From the entries that follow, reproduce exactly and only the lines from the line with "async fn fail_twice_then_succeed_retries_with_backoff()" to the line with "backoff before success.", endpoints included.

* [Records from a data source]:

────────────────────

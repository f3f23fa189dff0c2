//! Chat client with bounded exponential-backoff retry.

use crate::error::{Error, Result};
use crate::extract;
use crate::status::StatusMonitor;
use crate::transport::{ChatTransport, HttpTransport};
use crate::types::{ChatConfig, ChatReply, ChatRequest};
use cubeai_core::ChatFilters;
use std::sync::atomic::{AtomicU32, Ordering};
use std::sync::Arc;
use std::time::Duration;
use tracing::{instrument, warn};
use uuid::Uuid;

/// Client for the remote chat endpoint.
///
/// Wraps a [`ChatTransport`] with the retry policy: network errors,
/// timeouts, and 5xx responses are retried with delays of
/// `2^attempt * base` (1 s then 2 s by default), up to `max_retries`
/// times. Client errors and malformed responses surface immediately.
pub struct ChatClient {
    transport: Box<dyn ChatTransport>,
    max_retries: u32,
    retry_base_delay: Duration,
    status: Option<Arc<StatusMonitor>>,
    /// Retries spent on the in-flight request, surfaced to the UI while
    /// a send is pending. Reset at the start of every send.
    retries_in_flight: AtomicU32,
}

impl ChatClient {
    /// Build a client with the reqwest transport.
    pub fn new(config: ChatConfig) -> Result<Self> {
        let max_retries = config.max_retries;
        let retry_base_delay = config.retry_base_delay;
        let transport = HttpTransport::new(config)?;
        Ok(Self {
            transport: Box::new(transport),
            max_retries,
            retry_base_delay,
            status: None,
            retries_in_flight: AtomicU32::new(0),
        })
    }

    /// Build a client over an arbitrary transport (used by tests).
    pub fn with_transport(transport: Box<dyn ChatTransport>, config: &ChatConfig) -> Self {
        Self {
            transport,
            max_retries: config.max_retries,
            retry_base_delay: config.retry_base_delay,
            status: None,
            retries_in_flight: AtomicU32::new(0),
        }
    }

    /// Report round-trip outcomes to a status monitor.
    #[must_use]
    pub fn with_status_monitor(mut self, monitor: Arc<StatusMonitor>) -> Self {
        self.status = Some(monitor);
        self
    }

    /// Retries spent on the current (or most recent) request.
    pub fn retries_in_flight(&self) -> u32 {
        self.retries_in_flight.load(Ordering::Relaxed)
    }

    /// Send a user message with its view context.
    ///
    /// Returns the extracted reply text; `retry_attempt` on the reply is
    /// always 0 because the counter resets on success.
    #[instrument(skip(self, filters), fields(thread_id = %thread_id))]
    pub async fn send(
        &self,
        input: &str,
        filters: &ChatFilters,
        thread_id: Uuid,
    ) -> Result<ChatReply> {
        let request = ChatRequest {
            input: input.to_string(),
            filters: filters.clone(),
            thread_id,
        };

        self.retries_in_flight.store(0, Ordering::Relaxed);
        let mut attempt = 0u32;

        loop {
            match self.transport.post_chat(&request).await {
                Ok(body) => {
                    let content = match extract::extract_reply(&body) {
                        Ok(content) => content,
                        Err(e) => {
                            // The service answered but we can't read it;
                            // not a connectivity problem, so don't retry
                            // and don't mark disconnected.
                            return Err(e);
                        }
                    };
                    if let Some(monitor) = &self.status {
                        monitor.mark_connected().await;
                    }
                    return Ok(ChatReply {
                        content,
                        retry_attempt: 0,
                    });
                }
                Err(e) if e.is_retryable() && attempt < self.max_retries => {
                    attempt += 1;
                    self.retries_in_flight.store(attempt, Ordering::Relaxed);
                    let delay = backoff_delay(self.retry_base_delay, attempt);
                    warn!(
                        attempt,
                        delay_ms = delay.as_millis() as u64,
                        error = %e,
                        "chat request failed, retrying"
                    );
                    tokio::time::sleep(delay).await;
                }
                Err(e) => {
                    if let Some(monitor) = &self.status {
                        monitor.mark_disconnected().await;
                    }
                    return Err(if e.is_retryable() { Error::Disconnected } else { e });
                }
            }
        }
    }
}

/// Delay before retry number `attempt` (1-based): `2^(attempt-1) * base`.
pub(crate) fn backoff_delay(base: Duration, attempt: u32) -> Duration {
    let shift = attempt.saturating_sub(1).min(20);
    base.saturating_mul(1u32 << shift)
}

#[cfg(test)]
mod tests {
    use super::*;
    use crate::error::DISCONNECTED_MESSAGE;
    use crate::transport::MockChatTransport;
    use serde_json::json;

    fn test_config() -> ChatConfig {
        ChatConfig::default().with_base_url("http://test.invalid")
    }

    fn network_err() -> Error {
        Error::Network("connection refused".to_string())
    }

    #[test]
    fn backoff_doubles_per_retry() {
        let base = Duration::from_millis(1000);
        assert_eq!(backoff_delay(base, 1), Duration::from_millis(1000));
        assert_eq!(backoff_delay(base, 2), Duration::from_millis(2000));
        assert_eq!(backoff_delay(base, 3), Duration::from_millis(4000));
    }

    #[tokio::test(start_paused = true)]
    async fn fail_twice_then_succeed_retries_with_backoff() {
        let mut transport = MockChatTransport::new();
        let mut calls = 0u32;
        transport.expect_post_chat().times(3).returning(move |_| {
            calls += 1;
            if calls < 3 {
                Err(network_err())
            } else {
                Ok(json!({"response": "recovered"}))
            }
        });

        let client = ChatClient::with_transport(Box::new(transport), &test_config());

        let started = tokio::time::Instant::now();
        let reply = client
            .send("hello", &ChatFilters::default(), Uuid::new_v4())
            .await
            .unwrap();

        // Two retries: 1000ms + 2000ms of backoff before success.
        assert_eq!(started.elapsed(), Duration::from_millis(3000));
        assert_eq!(reply.content, "recovered");
        assert_eq!(reply.retry_attempt, 0);
        assert_eq!(client.retries_in_flight(), 2);
    }

    #[tokio::test(start_paused = true)]
    async fn exhausted_retries_surface_disconnected() {
        let mut transport = MockChatTransport::new();
        transport
            .expect_post_chat()
            .times(3)
            .returning(|_| Err(network_err()));

        let monitor = Arc::new(StatusMonitor::new("http://test.invalid", false));
        let client = ChatClient::with_transport(Box::new(transport), &test_config())
            .with_status_monitor(monitor.clone());

        let err = client
            .send("hello", &ChatFilters::default(), Uuid::new_v4())
            .await
            .unwrap_err();

        assert!(matches!(err, Error::Disconnected));
        assert_eq!(err.to_string(), DISCONNECTED_MESSAGE);
        assert!(!monitor.current().await.connected);
    }

    #[tokio::test]
    async fn client_error_is_not_retried() {
        let mut transport = MockChatTransport::new();
        transport.expect_post_chat().times(1).returning(|_| {
            Err(Error::Api {
                status: 401,
                message: "unauthorized".to_string(),
            })
        });

        let client = ChatClient::with_transport(Box::new(transport), &test_config());
        let err = client
            .send("hello", &ChatFilters::default(), Uuid::new_v4())
            .await
            .unwrap_err();

        assert!(matches!(err, Error::Api { status: 401, .. }));
    }

    #[tokio::test]
    async fn malformed_body_is_not_retried_and_not_disconnected() {
        let mut transport = MockChatTransport::new();
        transport
            .expect_post_chat()
            .times(1)
            .returning(|_| Ok(json!({"unexpected": true})));

        let monitor = Arc::new(StatusMonitor::new("http://test.invalid", false));
        {
            // Start from a connected state to show it is preserved.
            monitor.mark_connected().await;
        }
        let client = ChatClient::with_transport(Box::new(transport), &test_config())
            .with_status_monitor(monitor.clone());

        let err = client
            .send("hello", &ChatFilters::default(), Uuid::new_v4())
            .await
            .unwrap_err();

        assert!(matches!(err, Error::InvalidResponseFormat));
        assert!(monitor.current().await.connected);
    }

    #[tokio::test(start_paused = true)]
    async fn success_after_server_error_marks_connected() {
        let mut transport = MockChatTransport::new();
        let mut calls = 0u32;
        transport.expect_post_chat().times(2).returning(move |_| {
            calls += 1;
            if calls == 1 {
                Err(Error::Api {
                    status: 503,
                    message: "unavailable".to_string(),
                })
            } else {
                Ok(json!({"response": "ok"}))
            }
        });

        let monitor = Arc::new(StatusMonitor::new("http://test.invalid", false));
        let client = ChatClient::with_transport(Box::new(transport), &test_config())
            .with_status_monitor(monitor.clone());

        let reply = client
            .send("hello", &ChatFilters::default(), Uuid::new_v4())
            .await
            .unwrap();
        assert_eq!(reply.content, "ok");
        assert!(monitor.current().await.connected);
    }
}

────────────────────

* [Finished task]:
    async fn fail_twice_then_succeed_retries_with_backoff() {
        let mut transport = MockChatTransport::new();
        let mut calls = 0u32;
        transport.expect_post_chat().times(3).returning(move |_| {
            calls += 1;
            if calls < 3 {
                Err(network_err())
            } else {
                Ok(json!({"response": "recovered"}))
            }
        });

        let client = ChatClient::with_transport(Box::new(transport), &test_config());

        let started = tokio::time::Instant::now();
        let reply = client
            .send("hello", &ChatFilters::default(), Uuid::new_v4())
            .await
            .unwrap();

        // Two retries: 1000ms + 2000ms of backoff before success.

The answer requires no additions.